_Entries provided_.
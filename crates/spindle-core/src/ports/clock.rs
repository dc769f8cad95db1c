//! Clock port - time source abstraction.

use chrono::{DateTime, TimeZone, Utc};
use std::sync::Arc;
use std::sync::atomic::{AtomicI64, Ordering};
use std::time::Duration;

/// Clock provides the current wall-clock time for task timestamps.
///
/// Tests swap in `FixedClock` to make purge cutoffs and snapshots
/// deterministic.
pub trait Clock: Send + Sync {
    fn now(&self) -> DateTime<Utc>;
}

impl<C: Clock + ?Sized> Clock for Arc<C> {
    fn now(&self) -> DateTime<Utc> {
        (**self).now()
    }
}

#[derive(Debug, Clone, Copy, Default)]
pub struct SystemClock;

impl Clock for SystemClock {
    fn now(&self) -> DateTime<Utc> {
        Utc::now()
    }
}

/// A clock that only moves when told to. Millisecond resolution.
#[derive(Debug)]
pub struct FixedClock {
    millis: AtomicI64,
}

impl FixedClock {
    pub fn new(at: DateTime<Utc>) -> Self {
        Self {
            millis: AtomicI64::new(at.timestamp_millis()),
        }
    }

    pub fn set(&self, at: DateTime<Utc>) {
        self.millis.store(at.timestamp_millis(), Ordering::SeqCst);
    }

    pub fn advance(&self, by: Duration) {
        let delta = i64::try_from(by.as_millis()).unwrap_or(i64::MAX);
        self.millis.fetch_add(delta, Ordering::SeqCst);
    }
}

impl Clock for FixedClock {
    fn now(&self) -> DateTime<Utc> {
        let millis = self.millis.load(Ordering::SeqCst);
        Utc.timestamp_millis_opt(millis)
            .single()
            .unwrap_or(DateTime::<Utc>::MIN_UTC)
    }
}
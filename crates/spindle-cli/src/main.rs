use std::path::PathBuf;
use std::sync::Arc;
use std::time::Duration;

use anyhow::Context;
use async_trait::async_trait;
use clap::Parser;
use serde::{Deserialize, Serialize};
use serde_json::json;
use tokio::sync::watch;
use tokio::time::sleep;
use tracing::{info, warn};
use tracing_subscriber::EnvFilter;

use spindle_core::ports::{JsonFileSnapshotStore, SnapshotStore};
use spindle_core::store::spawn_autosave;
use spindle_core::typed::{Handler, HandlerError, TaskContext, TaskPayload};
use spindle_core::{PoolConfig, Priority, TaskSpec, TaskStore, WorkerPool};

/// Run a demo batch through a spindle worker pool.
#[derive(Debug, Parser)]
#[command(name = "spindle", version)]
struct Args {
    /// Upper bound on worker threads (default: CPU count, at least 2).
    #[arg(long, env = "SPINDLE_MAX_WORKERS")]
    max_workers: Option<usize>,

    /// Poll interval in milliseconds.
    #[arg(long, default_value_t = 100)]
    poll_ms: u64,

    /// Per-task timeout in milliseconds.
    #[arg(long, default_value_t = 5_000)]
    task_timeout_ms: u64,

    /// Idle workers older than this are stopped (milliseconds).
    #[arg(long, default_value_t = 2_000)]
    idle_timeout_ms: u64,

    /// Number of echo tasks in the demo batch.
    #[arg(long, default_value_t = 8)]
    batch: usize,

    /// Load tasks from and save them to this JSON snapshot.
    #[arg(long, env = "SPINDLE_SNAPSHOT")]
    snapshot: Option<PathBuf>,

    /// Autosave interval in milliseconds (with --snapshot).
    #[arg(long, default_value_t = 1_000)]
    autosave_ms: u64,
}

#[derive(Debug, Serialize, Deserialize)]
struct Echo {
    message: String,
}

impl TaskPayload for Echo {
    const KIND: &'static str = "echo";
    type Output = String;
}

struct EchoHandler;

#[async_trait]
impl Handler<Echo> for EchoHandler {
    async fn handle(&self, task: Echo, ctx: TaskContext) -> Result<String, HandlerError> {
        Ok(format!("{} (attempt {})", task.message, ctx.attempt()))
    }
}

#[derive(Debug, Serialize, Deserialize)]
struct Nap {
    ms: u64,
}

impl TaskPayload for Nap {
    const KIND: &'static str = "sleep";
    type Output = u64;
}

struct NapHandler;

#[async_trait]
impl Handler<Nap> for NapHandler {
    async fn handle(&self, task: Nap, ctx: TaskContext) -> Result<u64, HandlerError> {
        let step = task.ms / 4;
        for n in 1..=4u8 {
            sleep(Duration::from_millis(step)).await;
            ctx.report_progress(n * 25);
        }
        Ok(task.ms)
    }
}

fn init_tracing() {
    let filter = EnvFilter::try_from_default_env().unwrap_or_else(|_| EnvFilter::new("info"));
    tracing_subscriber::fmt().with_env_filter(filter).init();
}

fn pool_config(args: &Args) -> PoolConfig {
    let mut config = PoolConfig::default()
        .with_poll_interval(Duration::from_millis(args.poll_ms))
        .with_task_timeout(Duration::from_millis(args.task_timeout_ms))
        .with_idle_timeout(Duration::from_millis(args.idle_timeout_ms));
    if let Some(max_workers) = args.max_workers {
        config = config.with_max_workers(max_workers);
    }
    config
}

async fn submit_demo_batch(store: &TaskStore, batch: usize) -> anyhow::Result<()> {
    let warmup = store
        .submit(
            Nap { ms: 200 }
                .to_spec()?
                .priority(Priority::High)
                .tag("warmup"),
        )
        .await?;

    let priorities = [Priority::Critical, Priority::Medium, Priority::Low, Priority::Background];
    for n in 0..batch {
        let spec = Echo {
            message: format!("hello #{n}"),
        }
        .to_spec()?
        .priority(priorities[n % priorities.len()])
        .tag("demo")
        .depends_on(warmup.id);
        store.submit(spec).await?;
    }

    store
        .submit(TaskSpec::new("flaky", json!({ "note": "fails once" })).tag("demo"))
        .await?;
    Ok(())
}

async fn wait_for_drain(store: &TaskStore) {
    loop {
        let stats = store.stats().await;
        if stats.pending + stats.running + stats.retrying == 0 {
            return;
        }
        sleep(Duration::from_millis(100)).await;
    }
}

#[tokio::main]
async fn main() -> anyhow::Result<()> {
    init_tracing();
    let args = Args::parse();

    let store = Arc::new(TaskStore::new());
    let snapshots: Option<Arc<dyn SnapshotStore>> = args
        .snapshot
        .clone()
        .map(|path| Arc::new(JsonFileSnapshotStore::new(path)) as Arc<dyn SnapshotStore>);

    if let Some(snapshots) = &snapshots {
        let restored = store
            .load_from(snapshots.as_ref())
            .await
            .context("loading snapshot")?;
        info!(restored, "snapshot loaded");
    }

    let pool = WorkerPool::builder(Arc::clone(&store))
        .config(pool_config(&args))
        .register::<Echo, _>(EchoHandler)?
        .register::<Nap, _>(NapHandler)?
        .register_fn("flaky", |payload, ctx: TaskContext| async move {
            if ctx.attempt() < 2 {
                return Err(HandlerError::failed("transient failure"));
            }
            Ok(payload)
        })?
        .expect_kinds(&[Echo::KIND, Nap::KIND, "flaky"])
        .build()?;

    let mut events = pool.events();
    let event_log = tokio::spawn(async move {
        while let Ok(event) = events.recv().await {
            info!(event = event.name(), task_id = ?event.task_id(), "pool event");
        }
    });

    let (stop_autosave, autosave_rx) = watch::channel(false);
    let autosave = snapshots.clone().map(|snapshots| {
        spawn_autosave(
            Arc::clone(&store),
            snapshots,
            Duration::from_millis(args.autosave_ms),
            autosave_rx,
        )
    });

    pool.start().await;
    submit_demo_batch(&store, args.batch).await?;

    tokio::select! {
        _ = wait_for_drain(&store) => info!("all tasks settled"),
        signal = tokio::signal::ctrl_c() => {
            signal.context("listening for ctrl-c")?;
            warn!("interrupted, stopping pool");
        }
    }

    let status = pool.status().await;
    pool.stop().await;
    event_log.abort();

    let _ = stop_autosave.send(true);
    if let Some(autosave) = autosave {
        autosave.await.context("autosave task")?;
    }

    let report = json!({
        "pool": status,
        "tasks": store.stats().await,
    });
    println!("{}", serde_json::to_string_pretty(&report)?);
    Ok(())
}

_Task prompt_. Look above for the line that contains "Utc.timestamp_millis_opt(millis)". Starting there, transcribe every line exactly until you have copied the line that contains "use clap::Parser;".

_Answer area_.
        Utc.timestamp_millis_opt(millis)
            .single()
            .unwrap_or(DateTime::<Utc>::MIN_UTC)
    }
}
filename crates/spindle-cli/src/main.rs
use std::path::PathBuf;
use std::sync::Arc;
use std::time::Duration;

use anyhow::Context;
use async_trait::async_trait;
use clap::Parser;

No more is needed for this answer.